Discover the 15 incredible Subantarctic wildlife you won’t find anywhere else worldwide.

Subantarctic Islands

While you may be au fait with the highlights and sights of our long-standing Antarctica and Arctic expeditions, our brand-new itinerary to the Subantarctic Islands affords you a new destination to add to your travel wish list.

Departing from Aotearoa New Zealand, we sail – and return to – Ōtepoti Dunedin. As a teaser, here are our key points of interest:

  • Stewart Island (Rakiura) is the northernmost of the New Zealand Subantarctic Islands and famous for the blue and yellow-eyed penguins that waddle the pebbled shoreline while New Zealand white-capped albatross soar overhead. Stewart Island’s ancient forests transport visitors to a time when humans felt deeply connected to the land and sea.
  • Fiordland (Te Rua-o-te-moko) The stunning glacial fjords, deep lakes, and snowcapped Southern Alps are worth a trip to Fiordland. That we may also see playful bottlenose dolphins, lolling fur seals, and migrating humpback whales adds to the thrill of sailing this picturesque pocket at the bottom of New Zealand.
  • Snares Islands (Tini Heke) 200 kilometres (120 miles) off the coast of New Zealand sit the Snares Island chain with one large island (North East Island) and several smaller islets. Thanks to its pest-free status, the islands attract diverse seabird colonies and native Snares penguins. Sea lions are common to spy when touring the Snares by Zodiac boat, along with the Buller albatross.
  • Macquarie Islands This will be the most appealing trip to Macca you ever make. No, not the fast-food chain, the very Aussie nickname for the Macquarie Islands. This isn’t just a visit to witness the four species of penguins that reside here, nor the 3.5 million (!) seabirds that call Macca home, nor a chance to see the unspoiled landscape, including craggy coastal cliffs, rolling hills, and moss-covered valleys. It’s all that, plus a place to discover Macquarie Island’s important role in Antarctic polar history. For it’s here, in 1911, that five men disembarked Douglas Mawson’s Aurora, transmitting the first radio signal from Antarctica to the rest of the world. A visit to Macquarie Island on Subantarctic Discovery is subject to permits.
  • Campbell, Bounty, Antipodes and Auckland Islands With three days to explore the other New Zealand Subantarctic Islands, there are plenty of firsts to catch sight of. First to you, anyway, for Māori navigators first investigated these islands centuries ago. Your first sightings of the island’s fascinating endemic species. Expect to experience awe at the biodiversity of the remote Subantarctic Islands.


If we surveyed every Aurora Expeditions traveller (there have been so many!), we’d be confident to find ‘seeing a penguin’ as a key reason to travel to Antarctica. Well, with our new voyage, you can see the world’s most adorable flightless marine birds right from New Zealand!

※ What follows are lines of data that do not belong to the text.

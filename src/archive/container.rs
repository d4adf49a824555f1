//! Writer-side staging for one archive's metadata files.
//!
//! Each container owns a scratch subdirectory under the mount cache with
//! one file per canonical metadata filename plus the generated names.
//! Writes land in the scratch files; once every canonical file has been
//! written and released, the container is merged into a single object
//! with the offset header described in [`super::merged`].

use std::fs::{self, File, OpenOptions};
use std::io::{self, Write};
use std::os::unix::fs::FileExt;
use std::path::{Path, PathBuf};

use byteorder::{LittleEndian, WriteBytesExt};
use tracing::debug;

use crate::archive::{METADATA_FILENAMES, METADATA_GENERATED_FILES};
use crate::config::SEQUENTIAL_WRITE_BUFFER_SIZE;

// ── ContainerFile ────────────────────────────────────────────────────────────

struct ContainerFile {
    path: PathBuf,
    file: Option<File>,
    /// High-water mark of bytes written; the file's logical size.
    max_file_pos: u64,
    was_opened: bool,
}

impl ContainerFile {
    fn create_empty(path: PathBuf) -> io::Result<Self> {
        File::create(&path)?;
        Ok(ContainerFile {
            path,
            file: None,
            max_file_pos: 0,
            was_opened: false,
        })
    }

    fn open_for_writing(&mut self) -> io::Result<()> {
        self.file = Some(
            OpenOptions::new()
                .read(true)
                .write(true)
                .truncate(true)
                .open(&self.path)?,
        );
        self.max_file_pos = 0;
        self.was_opened = true;
        Ok(())
    }

    fn write_at(&mut self, buf: &[u8], offset: u64) -> io::Result<usize> {
        let file = self
            .file
            .as_ref()
            .ok_or_else(|| io::Error::other("metadata scratch file is not open"))?;
        file.write_all_at(buf, offset)?;
        self.max_file_pos = self.max_file_pos.max(offset + buf.len() as u64);
        Ok(buf.len())
    }

    /// Reads up to `length` bytes at `offset`, clamped to the logical
    /// size. Works whether or not the write handle is currently open.
    fn read_at(&self, offset: u64, length: usize) -> io::Result<Vec<u8>> {
        let start = self.max_file_pos.min(offset);
        let end = self.max_file_pos.min(start + length as u64);
        let mut buf = vec![0u8; (end - start) as usize];
        if buf.is_empty() {
            return Ok(buf);
        }
        match self.file.as_ref() {
            Some(file) => file.read_exact_at(&mut buf, start)?,
            None => File::open(&self.path)?.read_exact_at(&mut buf, start)?,
        }
        Ok(buf)
    }

    fn close(&mut self) {
        self.file = None;
    }

    fn is_open(&self) -> bool {
        self.file.is_some()
    }

    fn size(&self) -> u64 {
        self.max_file_pos
    }

    fn unlink(&mut self) -> io::Result<()> {
        self.file = None;
        match fs::remove_file(&self.path) {
            Err(err) if err.kind() == io::ErrorKind::NotFound => Ok(()),
            other => other,
        }
    }
}

// ── MetadataContainer ────────────────────────────────────────────────────────

/// Scratch container for one archive, keyed by metadata filename.
pub struct MetadataContainer {
    archive_dir: PathBuf,
    files: Vec<ContainerFile>,
}

/// Index of `name` within the container's file vector: canonical files
/// first, generated files after.
fn slot(name: &str) -> Option<usize> {
    METADATA_FILENAMES
        .iter()
        .chain(METADATA_GENERATED_FILES.iter())
        .position(|candidate| *candidate == name)
}

impl MetadataContainer {
    /// Allocates the scratch subdirectory with one empty file per
    /// canonical metadata filename plus the generated names.
    pub fn create(mount_cache_path: &Path, archive_name: &str) -> io::Result<Self> {
        let archive_dir = mount_cache_path.join(archive_name);
        fs::create_dir_all(&archive_dir)?;

        let mut files = Vec::with_capacity(METADATA_FILENAMES.len() + METADATA_GENERATED_FILES.len());
        for filename in METADATA_FILENAMES.iter().chain(METADATA_GENERATED_FILES.iter()) {
            files.push(ContainerFile::create_empty(archive_dir.join(filename))?);
        }
        Ok(MetadataContainer { archive_dir, files })
    }

    pub fn contains(&self, name: &str) -> bool {
        slot(name).is_some()
    }

    pub fn open_for_writing(&mut self, name: &str) -> io::Result<()> {
        let index = slot(name).ok_or_else(|| io::Error::other("unknown metadata filename"))?;
        self.files[index].open_for_writing()
    }

    pub fn write(&mut self, name: &str, buf: &[u8], offset: u64) -> io::Result<usize> {
        let index = slot(name).ok_or_else(|| io::Error::other("unknown metadata filename"))?;
        self.files[index].write_at(buf, offset)
    }

    pub fn read(&self, name: &str, offset: u64, length: usize) -> io::Result<Vec<u8>> {
        let index = slot(name).ok_or_else(|| io::Error::other("unknown metadata filename"))?;
        self.files[index].read_at(offset, length)
    }

    pub fn close(&mut self, name: &str) {
        if let Some(index) = slot(name) {
            self.files[index].close();
        }
    }

    pub fn size_of(&self, name: &str) -> Option<u64> {
        slot(name).map(|index| self.files[index].size())
    }

    pub fn unlink(&mut self, name: &str) -> io::Result<()> {
        let index = slot(name).ok_or_else(|| io::Error::other("unknown metadata filename"))?;
        self.files[index].unlink()
    }

    /// True once every canonical metadata file has been opened at least
    /// once and none remains open — the merge trigger.
    pub fn all_metadata_released(&self) -> bool {
        let canonical = &self.files[..METADATA_FILENAMES.len()];
        let done = canonical.iter().all(|f| f.was_opened && !f.is_open());
        if done {
            debug!("all metadata files closed");
        }
        done
    }

    /// Writes the merged object: `N−1` little-endian u32 end offsets for
    /// the first `N−1` canonical files, then all `N` bodies in canonical
    /// order. The last body runs to the end of the object.
    pub fn merge_into(&mut self, writer: &mut dyn Write) -> io::Result<()> {
        let num_offsets = METADATA_FILENAMES.len() - 1;
        let mut end_offset = (num_offsets * 4) as u64;
        for file in &self.files[..num_offsets] {
            end_offset += file.size();
            let end = u32::try_from(end_offset).map_err(|_| {
                io::Error::new(
                    io::ErrorKind::InvalidData,
                    "merged metadata exceeds the 32-bit offset header",
                )
            })?;
            writer.write_u32::<LittleEndian>(end)?;
        }

        let mut chunk = vec![0u8; SEQUENTIAL_WRITE_BUFFER_SIZE];
        for file in &mut self.files[..METADATA_FILENAMES.len()] {
            file.close();
            let mut remaining = file.size();
            let mut offset = 0u64;
            while remaining > 0 {
                let want = chunk.len().min(remaining as usize);
                let read = file.read_at(offset, want)?;
                if read.is_empty() {
                    return Err(io::Error::new(
                        io::ErrorKind::UnexpectedEof,
                        "metadata scratch file shorter than recorded size",
                    ));
                }
                writer.write_all(&read)?;
                offset += read.len() as u64;
                remaining -= read.len() as u64;
            }
        }
        writer.flush()
    }

    /// Deletes the scratch subdirectory. Call after the merged object
    /// has been uploaded.
    pub fn remove_scratch(self) -> io::Result<()> {
        fs::remove_dir_all(&self.archive_dir)
    }

    pub fn archive_dir(&self) -> &Path {
        &self.archive_dir
    }
}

In the islands, there are four well-known penguin breeds to watch out for. Catch the familiar vivid orange patches on a king penguin on Macquarie Island and the Auckland Islands. Gentoo and rockhopper penguins also call Macca home, and rockhoppers are native to Campbell Island. The adorable erect-crested penguins call the Antipodes and Bounty Islands home.

That’s not all. A subantarctic trip has two penguin species unique to these five Islands.

Royal Penguin

If you thought you were having a bad hair day, check out royal penguins. Endemic to Macquarie Island, their errant yellow wispy feathers look like a combover-gone-wrong, the colour popping against their white face and black-and-white plumage.

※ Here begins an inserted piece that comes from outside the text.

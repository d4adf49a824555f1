#[path = "archive/container.rs"]
mod container;
#[path = "archive/merged.rs"]
mod merged;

Royal penguins are strong swimmers and excellent divers. They form large colonies and breed in September, hatching one egg per season. We’d consider royal penguins the stars of Macquarie Island.

Snares Penguin

It’s probably easy to figure out where Snares penguins call home. Also known as Snares-crested penguins, these medium-sized birds love the Snares Islands’ rocky shores and frigid waters.

The Snares penguin’s distinctive yellow ‘eyebrows’ make it a stunning bird to photograph, especially in contrast to their bright orange bill.

Soaring Sea Birds

The climate and landscape of the Australian and New Zealand Subantarctic Islands make for a fabulous base for the region’s soaring sea birds.

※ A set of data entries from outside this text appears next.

//! Append-only streaming uploads.
//!
//! A FUSE write handler pushes buffers into a bounded channel; a worker
//! thread drains the channel through [`ChannelReader`] into a multipart
//! `put_object_stream` upload. Dropping the sender side is end-of-file;
//! the worker then finalizes the object.

use std::io::{self, Read, Write};
use std::thread::{self, JoinHandle};

use crossbeam_channel::{bounded, Receiver, Sender};
use tracing::debug;

use crate::config::UPLOAD_CHANNEL_CAPACITY;
use crate::error::{Error, Result};
use crate::store::Connection;

// ── ChannelReader ────────────────────────────────────────────────────────────

/// Adapts the receiving end of a buffer channel into `io::Read` for the
/// upload worker. Disconnection of all senders reads as EOF.
pub(crate) struct ChannelReader {
    receiver: Receiver<Vec<u8>>,
    current: Vec<u8>,
    pos: usize,
}

impl ChannelReader {
    pub(crate) fn new(receiver: Receiver<Vec<u8>>) -> Self {
        ChannelReader {
            receiver,
            current: Vec::new(),
            pos: 0,
        }
    }
}

impl Read for ChannelReader {
    fn read(&mut self, buf: &mut [u8]) -> io::Result<usize> {
        while self.pos >= self.current.len() {
            match self.receiver.recv() {
                Ok(chunk) => {
                    self.current = chunk;
                    self.pos = 0;
                }
                Err(_) => return Ok(0),
            }
        }
        let n = buf.len().min(self.current.len() - self.pos);
        buf[..n].copy_from_slice(&self.current[self.pos..self.pos + n]);
        self.pos += n;
        Ok(n)
    }
}

// ── UploadStream ─────────────────────────────────────────────────────────────

/// A single network upload stream for one object key.
///
/// Writes must continue the stream: `bytes_processed` tracks the expected
/// next offset and a mismatched offset is an error, since a multipart
/// upload body cannot rewind.
pub struct UploadStream {
    key: String,
    sender: Option<Sender<Vec<u8>>>,
    worker: Option<JoinHandle<Result<()>>>,
    bytes_processed: u64,
}

impl UploadStream {
    /// Starts the upload worker for `key`. The object is finalized when
    /// [`Self::finish`] is called (or the stream is dropped).
    pub fn open(connection: &Connection, key: String) -> Result<Self> {
        let (sender, receiver) = bounded::<Vec<u8>>(UPLOAD_CHANNEL_CAPACITY);
        let bucket = connection.bucket().clone();
        let worker_key = key.clone();
        let worker = thread::Builder::new()
            .name("object-upload".to_string())
            .spawn(move || -> Result<()> {
                let mut reader = ChannelReader::new(receiver);
                let _ = bucket.put_object_stream(&mut reader, &worker_key)?;
                debug!(key = %worker_key, "upload finalized");
                Ok(())
            })
            .map_err(Error::Io)?;

        Ok(UploadStream {
            key,
            sender: Some(sender),
            worker: Some(worker),
            bytes_processed: 0,
        })
    }

    pub fn key(&self) -> &str {
        &self.key
    }

    pub fn bytes_processed(&self) -> u64 {
        self.bytes_processed
    }

    /// Appends `buf` at `offset`. The offset must equal the number of
    /// bytes already written.
    pub fn write_at(&mut self, buf: &[u8], offset: u64) -> Result<usize> {
        if offset != self.bytes_processed {
            return Err(Error::NonSequentialWrite {
                expected: self.bytes_processed,
                offset,
            });
        }
        self.push(buf)?;
        Ok(buf.len())
    }

    fn push(&mut self, buf: &[u8]) -> Result<()> {
        let Some(sender) = self.sender.as_ref() else {
            return Err(Error::UploadAborted(self.key.clone()));
        };
        if sender.send(buf.to_vec()).is_err() {
            // The worker exited early; surface whatever killed it.
            self.sender = None;
            return Err(self.take_worker_error());
        }
        self.bytes_processed += buf.len() as u64;
        Ok(())
    }

    fn take_worker_error(&mut self) -> Error {
        match self.worker.take().map(JoinHandle::join) {
            Some(Ok(Err(err))) => err,
            Some(Ok(Ok(()))) => Error::UploadAborted(self.key.clone()),
            Some(Err(_)) => Error::WorkerPanicked("object-upload"),
            None => Error::UploadAborted(self.key.clone()),
        }
    }

    /// Signals end-of-data and blocks until the object is finalized.
    pub fn finish(mut self) -> Result<()> {
        self.sender = None;
        match self.worker.take().map(JoinHandle::join) {
            Some(Ok(result)) => result,
            Some(Err(_)) => Err(Error::WorkerPanicked("object-upload")),
            None => Ok(()),
        }
    }
}

impl Write for UploadStream {
    fn write(&mut self, buf: &[u8]) -> io::Result<usize> {
        self.push(buf)
            .map_err(|err| io::Error::other(err.to_string()))?;
        Ok(buf.len())
    }

    fn flush(&mut self) -> io::Result<()> {
        Ok(())
    }
}

// Dropping without `finish` still closes the channel, letting the worker
// finalize the object in the background.
impl Drop for UploadStream {
    fn drop(&mut self) {
        self.sender = None;
        drop(self.worker.take());
    }
}

#[cfg(test)]
mod tests {
    use super::*;
    use std::io::Read;

    /// Chunks are surfaced in order and EOF follows sender disconnect.
    #[test]
    fn channel_reader_concatenates_chunks_in_order() {
        let (tx, rx) = bounded(4);
        tx.send(b"abc".to_vec()).unwrap();
        tx.send(b"defg".to_vec()).unwrap();
        drop(tx);

        let mut reader = ChannelReader::new(rx);
        let mut out = Vec::new();
        reader.read_to_end(&mut out).unwrap();
        assert_eq!(out, b"abcdefg");
    }

    /// A short destination buffer splits a chunk across reads.
    #[test]
    fn channel_reader_serves_partial_chunks() {
        let (tx, rx) = bounded(1);
        tx.send(b"abcdef".to_vec()).unwrap();
        drop(tx);

        let mut reader = ChannelReader::new(rx);
        let mut buf = [0u8; 4];
        assert_eq!(reader.read(&mut buf).unwrap(), 4);
        assert_eq!(&buf, b"abcd");
        assert_eq!(reader.read(&mut buf).unwrap(), 2);
        assert_eq!(&buf[..2], b"ef");
        assert_eq!(reader.read(&mut buf).unwrap(), 0);
    }

    /// Empty chunks do not terminate the stream.
    #[test]
    fn channel_reader_skips_empty_chunks() {
        let (tx, rx) = bounded(4);
        tx.send(Vec::new()).unwrap();
        tx.send(b"xy".to_vec()).unwrap();
        drop(tx);

        let mut reader = ChannelReader::new(rx);
        let mut out = Vec::new();
        reader.read_to_end(&mut out).unwrap();
        assert_eq!(out, b"xy");
    }
}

There are huge albatross colonies across the island chains, including non-endemic albatross species, like the southern royal albatross. Over 7,000 pairs reside on Campbell Island. On the Auckland Islands, find 70,000 pairs of white-capped albatross and 5,000 pairs of Gibson’s wandering albatross. On Snares Island, 100,000 pairs of Salvin’s albatross soar, swoop, and fish at high speed.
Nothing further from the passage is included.